--- START ---

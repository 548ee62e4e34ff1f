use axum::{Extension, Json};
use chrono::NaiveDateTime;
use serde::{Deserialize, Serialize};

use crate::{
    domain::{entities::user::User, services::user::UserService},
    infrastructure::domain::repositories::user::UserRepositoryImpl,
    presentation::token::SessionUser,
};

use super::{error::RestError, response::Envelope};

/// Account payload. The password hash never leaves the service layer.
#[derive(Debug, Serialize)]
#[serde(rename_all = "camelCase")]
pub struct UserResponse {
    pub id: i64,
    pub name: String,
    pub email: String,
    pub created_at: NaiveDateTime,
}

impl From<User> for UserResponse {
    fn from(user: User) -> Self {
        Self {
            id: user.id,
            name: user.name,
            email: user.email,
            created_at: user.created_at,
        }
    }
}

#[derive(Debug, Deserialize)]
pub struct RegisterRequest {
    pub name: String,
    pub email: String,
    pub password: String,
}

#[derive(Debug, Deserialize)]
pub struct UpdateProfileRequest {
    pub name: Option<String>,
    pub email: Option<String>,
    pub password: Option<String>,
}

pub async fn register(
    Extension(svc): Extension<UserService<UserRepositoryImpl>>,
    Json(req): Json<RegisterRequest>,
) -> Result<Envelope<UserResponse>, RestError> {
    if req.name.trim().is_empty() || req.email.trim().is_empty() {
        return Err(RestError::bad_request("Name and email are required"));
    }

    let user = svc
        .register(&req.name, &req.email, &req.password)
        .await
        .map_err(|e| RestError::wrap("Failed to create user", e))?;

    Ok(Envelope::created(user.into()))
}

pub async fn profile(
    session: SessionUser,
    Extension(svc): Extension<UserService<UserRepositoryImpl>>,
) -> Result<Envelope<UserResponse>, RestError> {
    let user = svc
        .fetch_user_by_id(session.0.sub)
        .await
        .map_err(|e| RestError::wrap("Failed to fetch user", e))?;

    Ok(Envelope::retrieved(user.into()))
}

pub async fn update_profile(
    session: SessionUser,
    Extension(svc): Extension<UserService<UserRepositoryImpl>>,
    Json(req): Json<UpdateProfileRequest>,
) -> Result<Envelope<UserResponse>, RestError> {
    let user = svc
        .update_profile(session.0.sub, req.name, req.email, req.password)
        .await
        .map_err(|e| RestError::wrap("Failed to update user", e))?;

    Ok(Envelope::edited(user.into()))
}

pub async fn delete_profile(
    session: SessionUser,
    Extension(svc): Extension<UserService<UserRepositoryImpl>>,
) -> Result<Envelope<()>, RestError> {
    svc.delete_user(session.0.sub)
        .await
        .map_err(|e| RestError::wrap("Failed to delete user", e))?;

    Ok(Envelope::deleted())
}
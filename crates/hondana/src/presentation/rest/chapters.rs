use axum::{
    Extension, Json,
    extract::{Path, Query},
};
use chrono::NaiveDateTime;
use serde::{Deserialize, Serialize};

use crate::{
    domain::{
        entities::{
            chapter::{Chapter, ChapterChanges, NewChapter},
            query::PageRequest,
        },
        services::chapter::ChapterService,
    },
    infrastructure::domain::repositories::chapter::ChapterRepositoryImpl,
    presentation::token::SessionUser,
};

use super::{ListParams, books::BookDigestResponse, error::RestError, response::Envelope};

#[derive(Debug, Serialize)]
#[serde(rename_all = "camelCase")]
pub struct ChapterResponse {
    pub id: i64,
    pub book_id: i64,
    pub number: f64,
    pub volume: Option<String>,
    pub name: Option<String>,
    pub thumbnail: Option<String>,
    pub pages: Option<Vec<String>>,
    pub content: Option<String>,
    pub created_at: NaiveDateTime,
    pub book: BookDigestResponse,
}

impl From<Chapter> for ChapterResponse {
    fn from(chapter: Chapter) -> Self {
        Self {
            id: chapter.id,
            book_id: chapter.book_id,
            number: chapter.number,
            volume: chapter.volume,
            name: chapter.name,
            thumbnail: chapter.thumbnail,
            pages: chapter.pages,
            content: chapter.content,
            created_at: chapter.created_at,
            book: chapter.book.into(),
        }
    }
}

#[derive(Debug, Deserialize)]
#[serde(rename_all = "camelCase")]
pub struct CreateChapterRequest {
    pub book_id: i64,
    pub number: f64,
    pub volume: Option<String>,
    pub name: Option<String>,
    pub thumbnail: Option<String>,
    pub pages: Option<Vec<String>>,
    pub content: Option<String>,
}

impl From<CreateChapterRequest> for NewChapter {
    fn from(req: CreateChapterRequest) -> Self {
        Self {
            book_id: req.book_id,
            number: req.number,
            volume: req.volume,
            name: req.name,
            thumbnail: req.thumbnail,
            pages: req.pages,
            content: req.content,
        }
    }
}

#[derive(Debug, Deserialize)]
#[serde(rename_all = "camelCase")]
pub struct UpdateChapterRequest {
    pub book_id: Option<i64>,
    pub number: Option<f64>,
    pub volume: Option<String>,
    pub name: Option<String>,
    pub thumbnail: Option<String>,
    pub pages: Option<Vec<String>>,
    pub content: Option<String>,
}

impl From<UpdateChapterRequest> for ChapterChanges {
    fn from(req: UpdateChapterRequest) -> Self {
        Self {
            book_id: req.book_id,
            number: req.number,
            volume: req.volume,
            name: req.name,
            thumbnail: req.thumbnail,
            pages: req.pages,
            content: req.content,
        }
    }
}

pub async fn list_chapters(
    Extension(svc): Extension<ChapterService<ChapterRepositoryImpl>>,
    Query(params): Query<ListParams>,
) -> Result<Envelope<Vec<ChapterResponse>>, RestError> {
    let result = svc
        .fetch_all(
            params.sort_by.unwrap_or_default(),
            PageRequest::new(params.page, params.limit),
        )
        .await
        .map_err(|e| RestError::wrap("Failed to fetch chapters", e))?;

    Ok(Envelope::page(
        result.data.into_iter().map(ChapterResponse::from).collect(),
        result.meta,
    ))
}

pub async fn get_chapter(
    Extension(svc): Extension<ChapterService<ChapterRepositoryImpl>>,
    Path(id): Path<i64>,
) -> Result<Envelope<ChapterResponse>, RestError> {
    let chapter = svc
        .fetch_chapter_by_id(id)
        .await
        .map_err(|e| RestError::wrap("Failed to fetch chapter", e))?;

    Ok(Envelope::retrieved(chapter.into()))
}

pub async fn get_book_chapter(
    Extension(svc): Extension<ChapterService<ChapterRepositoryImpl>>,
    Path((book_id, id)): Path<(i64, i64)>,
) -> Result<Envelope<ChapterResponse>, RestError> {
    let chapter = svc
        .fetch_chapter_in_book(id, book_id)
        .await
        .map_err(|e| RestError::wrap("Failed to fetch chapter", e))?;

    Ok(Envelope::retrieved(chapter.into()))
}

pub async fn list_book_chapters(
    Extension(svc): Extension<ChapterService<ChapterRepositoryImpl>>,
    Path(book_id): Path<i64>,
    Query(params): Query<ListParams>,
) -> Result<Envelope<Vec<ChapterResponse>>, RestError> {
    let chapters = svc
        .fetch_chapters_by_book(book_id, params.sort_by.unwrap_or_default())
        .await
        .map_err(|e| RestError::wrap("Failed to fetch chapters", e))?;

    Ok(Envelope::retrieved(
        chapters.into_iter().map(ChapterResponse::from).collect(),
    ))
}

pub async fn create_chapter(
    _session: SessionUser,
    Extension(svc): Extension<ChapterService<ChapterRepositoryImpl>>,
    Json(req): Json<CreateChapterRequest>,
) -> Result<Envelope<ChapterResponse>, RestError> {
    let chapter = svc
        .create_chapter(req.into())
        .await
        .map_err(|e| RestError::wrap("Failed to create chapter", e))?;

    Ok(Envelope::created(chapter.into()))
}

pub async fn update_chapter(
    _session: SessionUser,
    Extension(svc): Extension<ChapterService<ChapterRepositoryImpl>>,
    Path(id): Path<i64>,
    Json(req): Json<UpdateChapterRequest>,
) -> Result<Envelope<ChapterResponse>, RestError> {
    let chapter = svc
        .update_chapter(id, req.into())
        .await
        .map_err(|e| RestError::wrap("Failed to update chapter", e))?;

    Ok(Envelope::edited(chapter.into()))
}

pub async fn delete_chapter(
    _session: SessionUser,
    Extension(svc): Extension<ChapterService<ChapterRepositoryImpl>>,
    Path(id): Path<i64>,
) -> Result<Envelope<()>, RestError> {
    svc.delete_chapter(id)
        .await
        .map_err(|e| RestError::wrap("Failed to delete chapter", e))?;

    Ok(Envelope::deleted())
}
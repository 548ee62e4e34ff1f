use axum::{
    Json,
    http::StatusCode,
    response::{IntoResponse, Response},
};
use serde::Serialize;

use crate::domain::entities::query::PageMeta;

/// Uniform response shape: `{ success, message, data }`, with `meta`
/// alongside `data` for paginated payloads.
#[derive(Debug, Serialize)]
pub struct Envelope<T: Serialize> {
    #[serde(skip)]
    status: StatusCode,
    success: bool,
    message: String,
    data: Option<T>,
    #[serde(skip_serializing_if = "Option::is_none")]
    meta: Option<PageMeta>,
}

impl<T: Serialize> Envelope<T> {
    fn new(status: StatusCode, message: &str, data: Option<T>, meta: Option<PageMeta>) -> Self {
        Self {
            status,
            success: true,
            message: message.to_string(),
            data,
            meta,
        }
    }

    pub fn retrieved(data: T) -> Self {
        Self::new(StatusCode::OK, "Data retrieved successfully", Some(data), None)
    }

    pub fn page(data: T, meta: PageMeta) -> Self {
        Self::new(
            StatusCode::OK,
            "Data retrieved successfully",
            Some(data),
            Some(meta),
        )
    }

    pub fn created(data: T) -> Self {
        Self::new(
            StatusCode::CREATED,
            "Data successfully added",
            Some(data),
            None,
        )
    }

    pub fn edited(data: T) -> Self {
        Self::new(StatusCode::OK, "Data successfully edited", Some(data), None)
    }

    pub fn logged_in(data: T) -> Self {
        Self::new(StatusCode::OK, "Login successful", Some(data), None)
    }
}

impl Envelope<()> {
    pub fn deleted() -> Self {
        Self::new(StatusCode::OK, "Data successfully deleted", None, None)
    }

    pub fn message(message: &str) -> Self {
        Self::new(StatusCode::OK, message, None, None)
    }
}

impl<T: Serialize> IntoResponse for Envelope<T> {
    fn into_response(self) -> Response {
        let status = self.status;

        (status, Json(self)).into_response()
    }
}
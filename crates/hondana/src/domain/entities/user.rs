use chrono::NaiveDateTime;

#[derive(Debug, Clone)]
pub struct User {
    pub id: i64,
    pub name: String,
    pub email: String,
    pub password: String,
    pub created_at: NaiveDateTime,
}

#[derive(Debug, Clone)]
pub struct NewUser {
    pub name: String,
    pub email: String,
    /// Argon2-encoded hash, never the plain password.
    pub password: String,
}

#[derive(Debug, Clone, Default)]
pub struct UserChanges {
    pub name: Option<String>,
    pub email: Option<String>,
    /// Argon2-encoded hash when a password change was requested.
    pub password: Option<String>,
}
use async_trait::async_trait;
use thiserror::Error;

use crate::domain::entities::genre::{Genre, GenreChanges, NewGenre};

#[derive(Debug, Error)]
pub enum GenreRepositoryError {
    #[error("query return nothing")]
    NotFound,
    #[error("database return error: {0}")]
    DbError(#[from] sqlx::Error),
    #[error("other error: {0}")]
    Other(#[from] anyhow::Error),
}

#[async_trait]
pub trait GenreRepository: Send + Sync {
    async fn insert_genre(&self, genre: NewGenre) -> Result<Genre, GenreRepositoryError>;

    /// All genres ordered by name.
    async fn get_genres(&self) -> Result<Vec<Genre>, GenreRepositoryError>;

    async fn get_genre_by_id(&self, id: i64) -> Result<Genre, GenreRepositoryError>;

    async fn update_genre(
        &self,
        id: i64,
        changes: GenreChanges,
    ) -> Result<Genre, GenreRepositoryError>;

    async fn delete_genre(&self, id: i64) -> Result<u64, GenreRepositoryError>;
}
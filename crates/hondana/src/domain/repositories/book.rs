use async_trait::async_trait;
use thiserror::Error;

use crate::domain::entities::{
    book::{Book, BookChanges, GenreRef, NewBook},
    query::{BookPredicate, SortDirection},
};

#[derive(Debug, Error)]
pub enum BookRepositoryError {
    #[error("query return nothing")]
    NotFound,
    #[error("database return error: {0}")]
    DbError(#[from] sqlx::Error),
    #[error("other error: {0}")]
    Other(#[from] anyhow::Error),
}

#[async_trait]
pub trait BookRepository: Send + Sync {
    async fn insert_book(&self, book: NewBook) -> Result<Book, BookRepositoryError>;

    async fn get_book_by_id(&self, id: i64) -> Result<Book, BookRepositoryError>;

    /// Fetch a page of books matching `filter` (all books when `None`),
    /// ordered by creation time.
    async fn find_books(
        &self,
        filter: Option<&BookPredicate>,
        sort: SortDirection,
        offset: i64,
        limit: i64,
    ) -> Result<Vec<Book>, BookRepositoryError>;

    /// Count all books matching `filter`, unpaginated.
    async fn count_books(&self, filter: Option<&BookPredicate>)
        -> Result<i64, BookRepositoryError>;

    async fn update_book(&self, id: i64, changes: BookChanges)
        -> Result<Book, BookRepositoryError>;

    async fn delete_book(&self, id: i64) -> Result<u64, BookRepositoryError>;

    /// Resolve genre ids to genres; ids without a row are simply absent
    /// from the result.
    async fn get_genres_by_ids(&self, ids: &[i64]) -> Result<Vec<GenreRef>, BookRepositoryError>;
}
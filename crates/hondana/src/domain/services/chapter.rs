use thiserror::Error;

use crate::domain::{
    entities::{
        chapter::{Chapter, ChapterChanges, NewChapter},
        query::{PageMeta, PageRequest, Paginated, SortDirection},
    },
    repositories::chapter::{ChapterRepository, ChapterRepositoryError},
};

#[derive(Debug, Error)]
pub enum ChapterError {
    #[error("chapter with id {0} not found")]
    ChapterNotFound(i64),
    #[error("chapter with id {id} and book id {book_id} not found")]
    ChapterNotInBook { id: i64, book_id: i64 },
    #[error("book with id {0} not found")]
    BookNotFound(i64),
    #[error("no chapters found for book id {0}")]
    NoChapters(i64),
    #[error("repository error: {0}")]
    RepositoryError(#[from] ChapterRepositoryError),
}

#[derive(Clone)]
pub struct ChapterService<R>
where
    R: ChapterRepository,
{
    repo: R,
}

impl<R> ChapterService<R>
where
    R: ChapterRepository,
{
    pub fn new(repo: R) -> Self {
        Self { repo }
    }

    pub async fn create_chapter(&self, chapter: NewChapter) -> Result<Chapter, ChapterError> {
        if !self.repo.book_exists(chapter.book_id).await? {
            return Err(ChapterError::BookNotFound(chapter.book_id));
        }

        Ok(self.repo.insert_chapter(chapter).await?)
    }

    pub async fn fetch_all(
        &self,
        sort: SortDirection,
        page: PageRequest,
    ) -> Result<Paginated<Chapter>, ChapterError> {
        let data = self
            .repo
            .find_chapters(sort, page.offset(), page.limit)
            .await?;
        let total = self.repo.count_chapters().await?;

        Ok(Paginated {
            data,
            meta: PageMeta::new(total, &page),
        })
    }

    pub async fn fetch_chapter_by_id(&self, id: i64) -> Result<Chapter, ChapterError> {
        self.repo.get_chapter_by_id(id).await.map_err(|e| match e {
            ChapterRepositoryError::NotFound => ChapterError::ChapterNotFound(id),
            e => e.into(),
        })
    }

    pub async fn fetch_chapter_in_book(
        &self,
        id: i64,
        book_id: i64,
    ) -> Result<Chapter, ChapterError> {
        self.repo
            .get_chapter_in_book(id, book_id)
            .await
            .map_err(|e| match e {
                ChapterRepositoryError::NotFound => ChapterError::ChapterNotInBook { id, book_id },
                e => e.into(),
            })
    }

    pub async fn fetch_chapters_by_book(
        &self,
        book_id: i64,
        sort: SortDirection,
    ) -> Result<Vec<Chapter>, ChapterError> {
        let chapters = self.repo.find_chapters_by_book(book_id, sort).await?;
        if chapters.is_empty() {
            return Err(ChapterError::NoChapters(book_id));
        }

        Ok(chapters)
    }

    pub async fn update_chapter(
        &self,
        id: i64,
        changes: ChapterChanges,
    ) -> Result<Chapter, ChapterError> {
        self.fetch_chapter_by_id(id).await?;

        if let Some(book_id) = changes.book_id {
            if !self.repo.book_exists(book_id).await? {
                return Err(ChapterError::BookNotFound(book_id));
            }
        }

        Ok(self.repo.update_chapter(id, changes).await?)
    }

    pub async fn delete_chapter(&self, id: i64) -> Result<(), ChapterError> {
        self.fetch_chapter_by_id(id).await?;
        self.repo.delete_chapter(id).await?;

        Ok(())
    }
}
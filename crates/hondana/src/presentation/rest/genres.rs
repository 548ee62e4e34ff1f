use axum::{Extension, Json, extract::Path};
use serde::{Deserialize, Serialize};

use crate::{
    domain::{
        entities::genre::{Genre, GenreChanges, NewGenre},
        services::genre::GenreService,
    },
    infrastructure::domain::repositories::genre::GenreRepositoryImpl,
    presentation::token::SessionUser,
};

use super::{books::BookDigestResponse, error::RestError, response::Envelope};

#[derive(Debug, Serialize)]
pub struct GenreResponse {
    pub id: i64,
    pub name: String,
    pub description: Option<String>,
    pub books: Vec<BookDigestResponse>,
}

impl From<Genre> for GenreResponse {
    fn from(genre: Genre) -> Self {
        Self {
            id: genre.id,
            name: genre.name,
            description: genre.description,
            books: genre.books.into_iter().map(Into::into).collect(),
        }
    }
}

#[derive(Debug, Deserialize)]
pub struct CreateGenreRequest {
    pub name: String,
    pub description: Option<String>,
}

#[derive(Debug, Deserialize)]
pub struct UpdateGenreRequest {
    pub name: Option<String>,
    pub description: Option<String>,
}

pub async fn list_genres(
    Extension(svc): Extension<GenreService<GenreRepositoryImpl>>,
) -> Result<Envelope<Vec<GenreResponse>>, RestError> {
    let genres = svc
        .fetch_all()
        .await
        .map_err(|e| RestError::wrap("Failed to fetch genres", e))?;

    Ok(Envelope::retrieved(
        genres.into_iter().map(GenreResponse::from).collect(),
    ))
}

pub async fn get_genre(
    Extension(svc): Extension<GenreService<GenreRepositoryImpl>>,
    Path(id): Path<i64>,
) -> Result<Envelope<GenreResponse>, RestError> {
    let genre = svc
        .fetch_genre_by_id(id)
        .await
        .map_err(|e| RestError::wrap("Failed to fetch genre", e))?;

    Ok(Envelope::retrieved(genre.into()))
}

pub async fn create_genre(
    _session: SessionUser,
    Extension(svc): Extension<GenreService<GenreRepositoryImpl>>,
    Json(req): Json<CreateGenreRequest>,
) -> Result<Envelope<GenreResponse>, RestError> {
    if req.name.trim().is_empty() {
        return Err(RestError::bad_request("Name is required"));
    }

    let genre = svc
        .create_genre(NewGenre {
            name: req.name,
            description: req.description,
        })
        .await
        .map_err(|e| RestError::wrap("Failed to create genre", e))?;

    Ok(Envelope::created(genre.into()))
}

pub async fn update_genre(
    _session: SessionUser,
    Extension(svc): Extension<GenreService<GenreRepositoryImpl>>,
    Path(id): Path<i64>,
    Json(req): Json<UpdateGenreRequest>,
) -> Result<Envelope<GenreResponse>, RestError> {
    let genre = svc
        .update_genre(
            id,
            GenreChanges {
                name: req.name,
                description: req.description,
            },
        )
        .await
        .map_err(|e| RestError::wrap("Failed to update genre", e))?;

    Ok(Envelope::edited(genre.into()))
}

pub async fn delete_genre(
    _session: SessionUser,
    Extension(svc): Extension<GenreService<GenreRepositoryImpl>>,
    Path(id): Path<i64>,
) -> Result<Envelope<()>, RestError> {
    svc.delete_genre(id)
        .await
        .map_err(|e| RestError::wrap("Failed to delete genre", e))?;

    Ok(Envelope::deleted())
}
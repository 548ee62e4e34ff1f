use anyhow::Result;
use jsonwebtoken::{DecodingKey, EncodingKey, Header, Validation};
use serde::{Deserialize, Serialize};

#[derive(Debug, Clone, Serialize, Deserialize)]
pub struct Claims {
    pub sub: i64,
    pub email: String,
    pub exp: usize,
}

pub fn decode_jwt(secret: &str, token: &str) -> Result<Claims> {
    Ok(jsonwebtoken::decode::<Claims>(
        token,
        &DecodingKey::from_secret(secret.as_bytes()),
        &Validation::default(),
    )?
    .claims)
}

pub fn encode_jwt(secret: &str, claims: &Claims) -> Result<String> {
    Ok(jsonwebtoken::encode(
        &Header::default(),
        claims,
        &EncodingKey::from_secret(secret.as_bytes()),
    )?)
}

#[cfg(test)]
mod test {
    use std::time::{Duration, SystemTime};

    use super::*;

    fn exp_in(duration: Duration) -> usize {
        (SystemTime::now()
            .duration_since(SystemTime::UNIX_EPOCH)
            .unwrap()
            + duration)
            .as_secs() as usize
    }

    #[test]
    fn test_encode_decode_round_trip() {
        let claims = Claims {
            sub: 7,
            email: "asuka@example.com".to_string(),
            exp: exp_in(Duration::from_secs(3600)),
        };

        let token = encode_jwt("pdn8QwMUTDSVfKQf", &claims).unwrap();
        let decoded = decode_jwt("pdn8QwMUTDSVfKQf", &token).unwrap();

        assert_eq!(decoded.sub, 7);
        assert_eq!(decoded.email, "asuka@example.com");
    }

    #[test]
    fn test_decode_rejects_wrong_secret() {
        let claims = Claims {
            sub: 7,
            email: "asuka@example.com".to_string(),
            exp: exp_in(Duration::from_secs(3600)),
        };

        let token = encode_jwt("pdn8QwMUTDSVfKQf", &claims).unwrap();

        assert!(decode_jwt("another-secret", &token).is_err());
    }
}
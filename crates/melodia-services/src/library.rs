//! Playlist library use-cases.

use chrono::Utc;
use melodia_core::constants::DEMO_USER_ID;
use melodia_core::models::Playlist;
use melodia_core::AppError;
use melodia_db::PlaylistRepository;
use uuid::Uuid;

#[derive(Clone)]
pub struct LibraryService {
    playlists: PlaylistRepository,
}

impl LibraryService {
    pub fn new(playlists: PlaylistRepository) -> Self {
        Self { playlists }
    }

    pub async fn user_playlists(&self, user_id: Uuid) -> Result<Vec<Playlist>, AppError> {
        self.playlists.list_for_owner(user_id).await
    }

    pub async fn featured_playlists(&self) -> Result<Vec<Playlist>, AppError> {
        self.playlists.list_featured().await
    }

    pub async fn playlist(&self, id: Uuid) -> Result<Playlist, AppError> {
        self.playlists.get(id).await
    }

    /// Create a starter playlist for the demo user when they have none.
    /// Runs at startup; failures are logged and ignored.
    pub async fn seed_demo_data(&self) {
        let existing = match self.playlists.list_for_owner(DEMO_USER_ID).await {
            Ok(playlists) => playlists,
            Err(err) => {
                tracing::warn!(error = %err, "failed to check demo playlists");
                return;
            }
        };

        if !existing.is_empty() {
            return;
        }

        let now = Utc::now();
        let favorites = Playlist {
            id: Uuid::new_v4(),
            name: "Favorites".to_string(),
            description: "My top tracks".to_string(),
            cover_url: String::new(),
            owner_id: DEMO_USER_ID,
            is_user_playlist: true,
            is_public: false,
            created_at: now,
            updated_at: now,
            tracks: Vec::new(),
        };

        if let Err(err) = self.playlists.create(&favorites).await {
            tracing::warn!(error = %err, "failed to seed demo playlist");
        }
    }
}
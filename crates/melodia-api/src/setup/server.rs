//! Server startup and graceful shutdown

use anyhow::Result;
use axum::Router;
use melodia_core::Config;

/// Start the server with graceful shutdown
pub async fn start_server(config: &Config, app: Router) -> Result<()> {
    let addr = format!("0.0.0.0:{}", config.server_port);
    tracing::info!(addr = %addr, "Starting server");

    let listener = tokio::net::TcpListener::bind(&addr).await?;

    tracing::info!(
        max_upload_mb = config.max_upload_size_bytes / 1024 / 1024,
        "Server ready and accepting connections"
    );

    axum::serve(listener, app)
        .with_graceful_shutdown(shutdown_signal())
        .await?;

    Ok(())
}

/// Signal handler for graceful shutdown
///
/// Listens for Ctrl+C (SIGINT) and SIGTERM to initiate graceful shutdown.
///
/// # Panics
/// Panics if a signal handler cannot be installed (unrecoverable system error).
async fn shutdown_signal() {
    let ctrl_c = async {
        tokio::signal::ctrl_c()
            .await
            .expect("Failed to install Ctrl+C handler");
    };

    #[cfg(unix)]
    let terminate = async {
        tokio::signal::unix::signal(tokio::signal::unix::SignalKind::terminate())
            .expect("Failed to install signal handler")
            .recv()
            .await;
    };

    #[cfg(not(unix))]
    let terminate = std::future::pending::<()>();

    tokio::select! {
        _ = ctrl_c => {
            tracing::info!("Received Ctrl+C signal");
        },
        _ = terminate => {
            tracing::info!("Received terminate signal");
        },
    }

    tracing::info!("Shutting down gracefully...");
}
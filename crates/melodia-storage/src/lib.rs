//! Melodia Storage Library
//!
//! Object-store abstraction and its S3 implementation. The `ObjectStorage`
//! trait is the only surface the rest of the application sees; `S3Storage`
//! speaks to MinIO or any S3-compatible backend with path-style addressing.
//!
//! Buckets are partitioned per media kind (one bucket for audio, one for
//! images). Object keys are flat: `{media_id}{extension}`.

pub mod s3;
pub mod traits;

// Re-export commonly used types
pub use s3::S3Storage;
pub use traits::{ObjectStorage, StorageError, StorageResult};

--- END ---

*EXERCISE DIRECTIONS*. Write out exactly the lines that fall from the line with "pub async fn playlist(&self, id: Uuid)" to the line with "logged and ignored." in the records above, keeping both ends.

*YOUR SOLUTION*.
    pub async fn playlist(&self, id: Uuid) -> Result<Playlist, AppError> {
        self.playlists.get(id).await
    }

    /// Create a starter playlist for the demo user when they have none.
    /// Runs at startup; failures are logged and ignored.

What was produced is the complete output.